Clauses similar to the Investor-State Dispute Mechanism (ISDS) being discussed as part of EU-US trade negotiations have existed for well over 30 years, and has only ever been used as a last resort, writes a coalition of business organisations. Above all it cannot, and has not been used, to overturn governments’ ability to regulate, they claim.
The following opinion article was co-authored by AmCham EU, BusinessEurope, the European Services Forum, the Transatlantic Business Council and the European Round Table of Industrialists.
The Transatlantic Trade and Investment Partnership (TTIP) and in particular its inclusion of an Investor State Dispute and Settlement (ISDS) provision have generated a great deal of misconception. To set the record straight on one point immediately: ISDS does not give companies the right to limit governments’ rights to regulate. As long as governments do not regulate in a discriminatory manner against a foreign investor in that country, ISDS will not allow companies to ask for compensation.
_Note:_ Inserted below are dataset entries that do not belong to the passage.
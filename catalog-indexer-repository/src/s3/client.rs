//! S3-compatible object store client.

use async_trait::async_trait;
use chrono::Utc;
use futures::TryStreamExt;
use reqwest::{Body, Client, Method, StatusCode};
use tracing::{debug, error, info, instrument};

use crate::errors::StorageError;
use crate::interfaces::ObjectStore;
use crate::s3::signing::{encode_key, hex_sha256, sign, Credentials, SigningRequest, UNSIGNED_PAYLOAD};
use crate::types::BinaryStream;

/// Connection settings for an S3-compatible store.
#[derive(Debug, Clone)]
pub struct S3Config {
    pub region: String,
    /// Custom endpoint (MinIO, LocalStack). Uses path-style addressing when set.
    pub endpoint_url: Option<String>,
    pub credentials: Credentials,
}

/// Object store backed by the S3 REST API, signed with SigV4.
pub struct S3ObjectStore {
    http: Client,
    config: S3Config,
}

impl S3ObjectStore {
    pub fn new(config: S3Config) -> Result<Self, StorageError> {
        if config.credentials.access_key_id.is_empty() {
            return Err(StorageError::config("access key id is empty"));
        }

        let http = Client::builder()
            .build()
            .map_err(|e| StorageError::config(e.to_string()))?;

        info!(
            region = %config.region,
            endpoint = config.endpoint_url.as_deref().unwrap_or("aws"),
            "Created S3 object store"
        );

        Ok(Self { http, config })
    }

    /// Resolve the request URL plus the host and canonical path to sign.
    fn locate(&self, bucket: &str, key: &str) -> (String, String, String) {
        let encoded_key = encode_key(key);
        match self.config.endpoint_url {
            Some(ref endpoint) => {
                let base = endpoint.trim_end_matches('/');
                let host = base
                    .trim_start_matches("https://")
                    .trim_start_matches("http://")
                    .to_string();
                let path = format!("/{}/{}", bucket, encoded_key);
                (format!("{}{}", base, path), host, path)
            }
            None => {
                let host = format!("{}.s3.{}.amazonaws.com", bucket, self.config.region);
                let path = format!("/{}", encoded_key);
                (format!("https://{}{}", host, path), host, path)
            }
        }
    }

    fn signed_request(
        &self,
        method: Method,
        bucket: &str,
        key: &str,
        payload_hash: &str,
    ) -> reqwest::RequestBuilder {
        let (url, host, path) = self.locate(bucket, key);
        let headers = sign(
            &self.config.credentials,
            &self.config.region,
            &SigningRequest {
                method: method.as_str(),
                host: &host,
                canonical_uri: &path,
                payload_hash,
            },
            Utc::now(),
        );

        headers
            .into_iter()
            .fold(self.http.request(method, url), |builder, (name, value)| {
                builder.header(name, value)
            })
    }

    async fn check_put(
        response: reqwest::Response,
        bucket: &str,
        key: &str,
    ) -> Result<(), StorageError> {
        let status = response.status();
        if !status.is_success() {
            let body = response.text().await.unwrap_or_default();
            error!(status = %status, bucket, key, "PutObject failed");
            return Err(StorageError::status(bucket, key, status.as_u16(), body));
        }
        Ok(())
    }
}

#[async_trait]
impl ObjectStore for S3ObjectStore {
    #[instrument(skip(self))]
    async fn get(&self, bucket: &str, key: &str) -> Result<Option<Vec<u8>>, StorageError> {
        let response = self
            .signed_request(Method::GET, bucket, key, &hex_sha256(b""))
            .send()
            .await
            .map_err(|e| StorageError::transport(bucket, key, e))?;

        let status = response.status();
        if status == StatusCode::NOT_FOUND {
            debug!("Object not found");
            return Ok(None);
        }
        if !status.is_success() {
            let body = response.text().await.unwrap_or_default();
            error!(status = %status, "GetObject failed");
            return Err(StorageError::status(bucket, key, status.as_u16(), body));
        }

        let bytes = response
            .bytes()
            .await
            .map_err(|e| StorageError::transport(bucket, key, e))?;

        Ok(Some(bytes.to_vec()))
    }

    #[instrument(skip(self, body), fields(size = body.len()))]
    async fn put(
        &self,
        bucket: &str,
        key: &str,
        body: Vec<u8>,
        content_type: &str,
    ) -> Result<(), StorageError> {
        let payload_hash = hex_sha256(&body);

        let response = self
            .signed_request(Method::PUT, bucket, key, &payload_hash)
            .header("content-type", content_type)
            .body(body)
            .send()
            .await
            .map_err(|e| StorageError::transport(bucket, key, e))?;

        Self::check_put(response, bucket, key).await?;
        debug!("Object written");
        Ok(())
    }

    #[instrument(skip(self, stream), fields(content_length = ?stream.content_length))]
    async fn put_stream(
        &self,
        bucket: &str,
        key: &str,
        stream: BinaryStream,
    ) -> Result<(), StorageError> {
        let content_type = stream
            .content_type
            .clone()
            .unwrap_or_else(|| "application/octet-stream".to_string());

        // PutObject needs a length; without one the body is buffered first.
        let content_length = match stream.content_length {
            Some(length) => length,
            None => {
                let body: Vec<u8> = stream
                    .body
                    .try_concat()
                    .await
                    .map_err(|e| StorageError::transport(bucket, key, e))?;
                return self.put(bucket, key, body, &content_type).await;
            }
        };

        let response = self
            .signed_request(Method::PUT, bucket, key, UNSIGNED_PAYLOAD)
            .header("content-type", content_type)
            .header("content-length", content_length)
            .body(Body::wrap_stream(stream.body))
            .send()
            .await
            .map_err(|e| StorageError::transport(bucket, key, e))?;

        Self::check_put(response, bucket, key).await?;
        debug!("Object streamed");
        Ok(())
    }
}

#[cfg(test)]
mod tests {
    use super::*;
    use wiremock::matchers::{header_exists, method, path};
    use wiremock::{Mock, MockServer, ResponseTemplate};

    fn store(endpoint: Option<&str>) -> S3ObjectStore {
        S3ObjectStore::new(S3Config {
            region: "eu-west-1".to_string(),
            endpoint_url: endpoint.map(str::to_string),
            credentials: Credentials {
                access_key_id: "key".to_string(),
                secret_access_key: "secret".to_string(),
                session_token: None,
            },
        })
        .unwrap()
    }

    #[test]
    fn test_virtual_host_addressing() {
        let (url, host, path) = store(None).locate("catalog-binaries", "pdf/abc.pdf");

        assert_eq!(host, "catalog-binaries.s3.eu-west-1.amazonaws.com");
        assert_eq!(path, "/pdf/abc.pdf");
        assert_eq!(url, "https://catalog-binaries.s3.eu-west-1.amazonaws.com/pdf/abc.pdf");
    }

    #[test]
    fn test_path_style_addressing_for_custom_endpoint() {
        let (url, host, path) = store(Some("http://localhost:9000/")).locate("text", "txt/a b.txt");

        assert_eq!(host, "localhost:9000");
        assert_eq!(path, "/text/txt/a%20b.txt");
        assert_eq!(url, "http://localhost:9000/text/txt/a%20b.txt");
    }

    #[test]
    fn test_rejects_empty_credentials() {
        let result = S3ObjectStore::new(S3Config {
            region: "eu-west-1".to_string(),
            endpoint_url: None,
            credentials: Credentials {
                access_key_id: String::new(),
                secret_access_key: String::new(),
                session_token: None,
            },
        });
        assert!(matches!(result, Err(StorageError::ConfigError(_))));
    }

    #[tokio::test]
    async fn test_get_missing_object_is_none() {
        let mock_server = MockServer::start().await;

        Mock::given(method("GET"))
            .and(path("/catalog-metadata/missing.json"))
            .and(header_exists("authorization"))
            .respond_with(ResponseTemplate::new(404))
            .expect(1)
            .mount(&mock_server)
            .await;

        let store = store(Some(&mock_server.uri()));
        let object = store.get("catalog-metadata", "missing.json").await.unwrap();

        assert!(object.is_none());
    }

    #[tokio::test]
    async fn test_get_returns_body_and_surfaces_errors() {
        let mock_server = MockServer::start().await;

        Mock::given(method("GET"))
            .and(path("/catalog-text/txt/a.txt"))
            .respond_with(ResponseTemplate::new(200).set_body_raw(b"full text".to_vec(), "text/plain"))
            .mount(&mock_server)
            .await;
        Mock::given(method("GET"))
            .and(path("/catalog-text/txt/b.txt"))
            .respond_with(ResponseTemplate::new(500).set_body_string("<Error>InternalError</Error>"))
            .mount(&mock_server)
            .await;

        let store = store(Some(&mock_server.uri()));

        let body = store.get("catalog-text", "txt/a.txt").await.unwrap();
        assert_eq!(body.as_deref(), Some(&b"full text"[..]));

        let err = store.get("catalog-text", "txt/b.txt").await.unwrap_err();
        assert!(matches!(err, StorageError::StatusError { .. }));
    }
}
Countries want investment and work hard to attract it. Anyone putting money in a bank or an investment fund wants some assurance that their money is safe. A company investing in a foreign country is no different: not only is it taking a commercial risk, but it also runs the risk of losing its investment through discriminatory or arbitrary treatment by a foreign government, including having its assets seized.
If this happens to a small company, it may not only threaten the investment, but also its very survival, and thus the jobs of its employees at home. This is the common-sense basis of investment treaties providing protection for foreign investors, including, as a last resort, dispute settlement by neutral arbitrators.
Some critics would have us believe that large companies regularly use ISDS to pressure governments across the globe into doing their bidding. That’s not so: of the 3,236 bilateral investment agreements worldwide, less than 3% of those agreements have ever seen any action taken under ISDS.
What’s more, UN Conference on Trade and Investment (UNCTAD) figures show that ISDS is resorted to only rarely – the 800,000 foreign-owned affiliates investing abroad have raised no more than 568 cases – on average 20 a year over the 30 years it has been in existence. Two thirds of those cases were brought by EU companies – almost all against EU states. Outside Europe, EU companies are again the most active, particularly in countries with unreliable legal systems discriminating against foreign investors and a record of seizing foreign assets.
ISDS use has grown, but again it is worth looking at the figures before jumping to negative conclusions. In 1990 there were 5 ISDS cases brought globally; in 2013, around 60 – a 12-fold increase. But the stock of global FDI in 1990 was $2 trillion – and in 2013, $25 trillion (more than 12 times larger). Simple maths shows that the number of disputes almost exactly tracked the rise in overseas investment.
ISDS has not stopped governments regulating: in the last 50 cases brought to independent arbitrators, 54% were found in favour of the State, and just 16% for the company. A further 30% were settled before going to arbitration. When there was any award, it was usually well below the company’s claim. The average award amounted to no more than 1/30th of the amount being sought.
ISDS only allows companies to seek compensation, if and only if their assets are seized or discriminatory regulation makes those assets near-worthless. ISDS cannot make a country change its policy, however unfair or discriminatory. Earlier this year the US Trade Representative Mike Froman stressed that “The US won’t negotiate away its right to regulate, and we don’t ask other countries to do so either”. EU Trade Commissioner Malmström has made it clear that the EU is neither looking to undermine other governments’ right to regulate, nor see the EU’s ability to do so constrained, through TTIP.
So, not only is ISDS unable to stop governments from regulating, but no one wants it to. If it could, we would have seen much of the regulation purportedly at risk under TTIP being challenged and disappear under the hundreds of agreements in force since 1987. It simply hasn’t happened.
And what about those mega-corporations exploiting ISDS? The size of US (and EU) companies seeking compensation holds another surprise. Of the 105 cases filed by US entities, 66% were from individuals or companies with less than 500 employees, and these did not do too well – 65% were found in favour of the State. A recent OECD survey of arbitration cases showed that only 8% were brought by large multinationals.
But is ISDS necessary under TTIP given that both the US and EU have well-functioning legal systems? Individual EU countries have 1,557 bilateral investment agreements, most with ISDS or similar arbitration. Furthermore some EU countries already have investment agreements with the US that include ISDS. If TTIP does not include ISDS, these old agreements and their shortfalls will remain in force. Both sides in TTIP are negotiating major improvements to make ISDS more transparent and fair to all.
To sum up, ISDS has existed for well over 30 years, and has only ever been used as a last resort. Above all it cannot, and has not been used, to overturn governments’ ability to regulate. ISDS is thus a rather different animal from the raging beast it is portrayed as by some.
Europe needs investment now, more than ever. We want European companies to be able to invest responsibly – and be treated responsibly – abroad, not least to create and secure workers’ jobs in Europe. TTIP, including a fair and improved ISDS, can do that, and we should not let the opportunity slip away.